Sarkozy prétend que « la crise du capitalisme financier n’est pas la crise du capitalisme », pour s’en prendre à l’anticapitalisme, « la politique de la table rase ». « On doit moraliser le capitalisme et non pas le détruire », s’exclame-t-il ! Mais qu’est-ce donc le capitalisme, sinon le pouvoir de la finance sur l’économie et toute la société ? C’est bien ce pouvoir sans limite, antidémocratique, cette dictature qui est responsable de la crise globale et mondiale que connaît la société. C’est bien lui qui doit en payer les frais.
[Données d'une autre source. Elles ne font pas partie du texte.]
//! Forward and backward replay of committed operations
//!
//! Entries carry everything replay needs: old values, full snapshots, and
//! both indices of a move. Replay runs against a staged copy of the
//! repository and swaps it in only when every entry applied, so a failed
//! replay leaves the graph untouched. Nothing is recorded.

pub mod history;

pub use history::History;

use crate::errors::{ModelXError, Result};
use crate::graph::Repository;
use crate::model::Value;
use crate::oplog::{OpEntry, Operation};
use crate::ElementId;

/// Apply an operation's entries in recorded order
///
/// # Errors
///
/// Returns `ReplayMismatch` or a lookup error if the repository is not in
/// the state the operation was recorded against. The repository is left
/// unchanged in that case.
pub fn redo(repo: &mut Repository, operation: &Operation) -> Result<()> {
    let mut staged = repo.clone();
    for entry in &operation.ops {
        apply(&mut staged, entry)?;
    }
    *repo = staged;
    tracing::debug!(operation_id = %operation.id, entry_count = operation.ops.len(), "redo");
    Ok(())
}

/// Apply the inverse of an operation's entries in reverse order
///
/// # Errors
///
/// Same as [`redo`].
pub fn undo(repo: &mut Repository, operation: &Operation) -> Result<()> {
    let mut staged = repo.clone();
    for entry in operation.ops.iter().rev() {
        revert(&mut staged, entry)?;
    }
    *repo = staged;
    tracing::debug!(operation_id = %operation.id, entry_count = operation.ops.len(), "undo");
    Ok(())
}

fn apply(repo: &mut Repository, entry: &OpEntry) -> Result<()> {
    match entry {
        OpEntry::Insert(snapshot) => repo.restore(snapshot),
        OpEntry::Remove(snapshot) => repo.remove_subtree(&snapshot.root).map(|_| ()),
        OpEntry::FieldAssign(arg) => repo.set_field(&arg.elem, &arg.field, arg.val.clone()).map(|_| ()),
        OpEntry::FieldInsert(arg) => insert_at(repo, &arg.elem, &arg.field, &arg.val, arg.pos),
        OpEntry::FieldRemove(arg) => remove_at(repo, &arg.elem, &arg.field, &arg.val, arg.pos),
        OpEntry::FieldReorder(arg) => repo
            .move_within(&arg.elem, &arg.field, &arg.val, arg.pos)
            .map(|_| ()),
        OpEntry::FieldRelocate(arg) => {
            let index = position(repo, &arg.old_parent, &arg.field, &arg.elem)?;
            remove_at(repo, &arg.old_parent, &arg.field, &arg.elem, index)?;
            let end = repo.collection(&arg.new_parent, &arg.field)?.len();
            insert_at(repo, &arg.new_parent, &arg.field, &arg.elem, end)
        }
    }
}

fn revert(repo: &mut Repository, entry: &OpEntry) -> Result<()> {
    match entry {
        OpEntry::Insert(snapshot) => repo.remove_subtree(&snapshot.root).map(|_| ()),
        OpEntry::Remove(snapshot) => repo.restore(snapshot),
        OpEntry::FieldAssign(arg) => repo
            .set_field(&arg.elem, &arg.field, arg.old_val.clone())
            .map(|_| ()),
        OpEntry::FieldInsert(arg) => remove_at(repo, &arg.elem, &arg.field, &arg.val, arg.pos),
        OpEntry::FieldRemove(arg) => insert_at(repo, &arg.elem, &arg.field, &arg.val, arg.pos),
        OpEntry::FieldReorder(arg) => {
            let old_pos = arg.old_pos.ok_or_else(|| ModelXError::ReplayMismatch {
                element_id: arg.elem.to_string(),
                field: arg.field.clone(),
                reason: "reorder recorded without its old index".to_string(),
            })?;
            repo.move_within(&arg.elem, &arg.field, &arg.val, old_pos)
                .map(|_| ())
        }
        OpEntry::FieldRelocate(arg) => {
            let index = position(repo, &arg.new_parent, &arg.field, &arg.elem)?;
            remove_at(repo, &arg.new_parent, &arg.field, &arg.elem, index)?;
            let end = repo.collection(&arg.old_parent, &arg.field)?.len();
            insert_at(repo, &arg.old_parent, &arg.field, &arg.elem, arg.old_pos.unwrap_or(end).min(end))
        }
    }
}

/// Insert into a collection; owned children get their parent pointer
fn insert_at(repo: &mut Repository, id: &ElementId, field: &str, value: &ElementId, pos: usize) -> Result<()> {
    let owning = is_owning(repo, id, field);
    let collection = repo.collection_mut(id, field)?;
    if pos > collection.len() {
        return Err(mismatch(
            id,
            field,
            format!("insert position {} past end {}", pos, collection.len()),
        ));
    }
    collection.insert(pos, value.clone());
    if owning {
        repo.set_parent(value, Some(id.clone()));
    }
    Ok(())
}

/// Remove from a collection, checking the recorded value sits at `pos`
fn remove_at(repo: &mut Repository, id: &ElementId, field: &str, value: &ElementId, pos: usize) -> Result<()> {
    let owning = is_owning(repo, id, field);
    let collection = repo.collection_mut(id, field)?;
    if collection.get(pos) != Some(value) {
        return Err(mismatch(id, field, format!("expected {} at position {}", value, pos)));
    }
    collection.remove(pos);
    if owning && repo.find(value).and_then(|e| e.parent.as_ref()) == Some(id) {
        repo.set_parent(value, None);
    }
    Ok(())
}

fn position(repo: &Repository, id: &ElementId, field: &str, value: &ElementId) -> Result<usize> {
    repo.collection(id, field)?
        .iter()
        .position(|v| v == value)
        .ok_or_else(|| mismatch(id, field, format!("{} is not in the collection", value)))
}

fn is_owning(repo: &Repository, id: &ElementId, field: &str) -> bool {
    matches!(repo.field(id, field), Ok(Value::Objs(_)))
}

fn mismatch(id: &ElementId, field: &str, reason: String) -> ModelXError {
    ModelXError::ReplayMismatch {
        element_id: id.to_string(),
        field: field.to_string(),
        reason,
    }
}

#[cfg(test)]
mod tests {
    use super::*;
    use crate::model::Element;
    use crate::oplog::OperationLog;

    fn id(s: &str) -> ElementId {
        ElementId::from(s)
    }

    fn repo() -> Repository {
        let mut repo = Repository::new();
        for name in ["p1", "p2"] {
            repo.add(Element::new(name, "Package").with_attr("owned", Value::Objs(vec![])))
                .unwrap();
        }
        for name in ["a", "b"] {
            repo.add(Element::new(name, "Class").with_attr("name", name)).unwrap();
            repo.attach(&id("p1"), "owned", &id(name), None).unwrap();
        }
        repo
    }

    #[test]
    fn test_reorder_roundtrip() {
        let mut repo = repo();
        let before = repo.digest();
        let mut log = OperationLog::new();

        log.begin("reorder", false).unwrap();
        log.field_reorder(&repo, &id("p1"), "owned", &id("b"), 0).unwrap();
        repo.move_within(&id("p1"), "owned", &id("b"), 0).unwrap();
        let operation = log.end().unwrap().clone();
        let after = repo.digest();

        undo(&mut repo, &operation).unwrap();
        assert_eq!(repo.digest(), before);
        redo(&mut repo, &operation).unwrap();
        assert_eq!(repo.digest(), after);
    }

    #[test]
    fn test_relocate_roundtrip() {
        let mut repo = repo();
        let before = repo.digest();
        let mut log = OperationLog::new();

        log.begin("move", false).unwrap();
        log.field_relocate(&repo, &id("a"), "owned", &id("p1"), &id("p2")).unwrap();
        repo.detach(&id("p1"), "owned", &id("a")).unwrap();
        repo.attach(&id("p2"), "owned", &id("a"), None).unwrap();
        let operation = log.end().unwrap().clone();
        let after = repo.digest();

        undo(&mut repo, &operation).unwrap();
        assert_eq!(repo.digest(), before);
        assert_eq!(repo.get(&id("a")).unwrap().parent, Some(id("p1")));

        redo(&mut repo, &operation).unwrap();
        assert_eq!(repo.digest(), after);
        assert_eq!(repo.get(&id("a")).unwrap().parent, Some(id("p2")));
    }

    #[test]
    fn test_mismatched_state_is_reported() {
        let mut repo = repo();
        let mut log = OperationLog::new();

        log.begin("drop", false).unwrap();
        log.field_remove(&repo, &id("p1"), "owned", &id("a")).unwrap();
        let operation = log.end().unwrap().clone();

        repo.detach(&id("p1"), "owned", &id("a")).unwrap();
        repo.detach(&id("p1"), "owned", &id("b")).unwrap();
        assert!(matches!(
            redo(&mut repo, &operation),
            Err(ModelXError::ReplayMismatch { .. })
        ));
    }

    #[test]
    fn test_failed_undo_leaves_repository_untouched() {
        let mut repo = repo();
        let mut log = OperationLog::new();

        log.begin("rename", false).unwrap();
        log.field_assign(&repo, &id("a"), "name", Value::from("a2")).unwrap();
        repo.set_field(&id("a"), "name", Value::from("a2")).unwrap();
        log.field_assign(&repo, &id("p1"), "label", Value::from("p1-2")).unwrap();
        repo.set_field(&id("p1"), "label", Value::from("p1-2")).unwrap();
        let operation = log.end().unwrap().clone();

        repo.remove_subtree(&id("a")).unwrap();
        let before = repo.digest();
        assert!(matches!(
            undo(&mut repo, &operation),
            Err(ModelXError::ElementNotFound { .. })
        ));
        assert_eq!(repo.digest(), before);
        assert_eq!(repo.field(&id("p1"), "label").unwrap(), &Value::from("p1-2"));
    }
}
Le gouvernement sent le mécontentement du monde du travail. Le ministre de l’Éducation, Xavier Darcos, celui qui souhaitait ne pas être « le ministre de l’hésitation nationale », a dû reculer et suspendre la contre-réforme des lycées. Il a dû aussi faire une première concession aux enseignants du primaire à propos des Rased (enseignants spécialisés). Oui, le gouvernement n’est pas en position de force, pour peu que nous réussissions à surmonter les divisions, syndicales, entre secteurs, entre privé et public, pour unir nos forces autour d’un véritable programme pour les luttes.
Les jeunes qui ont su poursuivre leur mouvement après le premier recul de Darcos, les enseignants qui seront dans la rue le 17 janvier, les multiples luttes qui ont lieu dans tout le pays préparent le rendez-vous du 29. C’est un rendez-vous de mobilisation, de discussion, d’organisation, pour préparer la suite.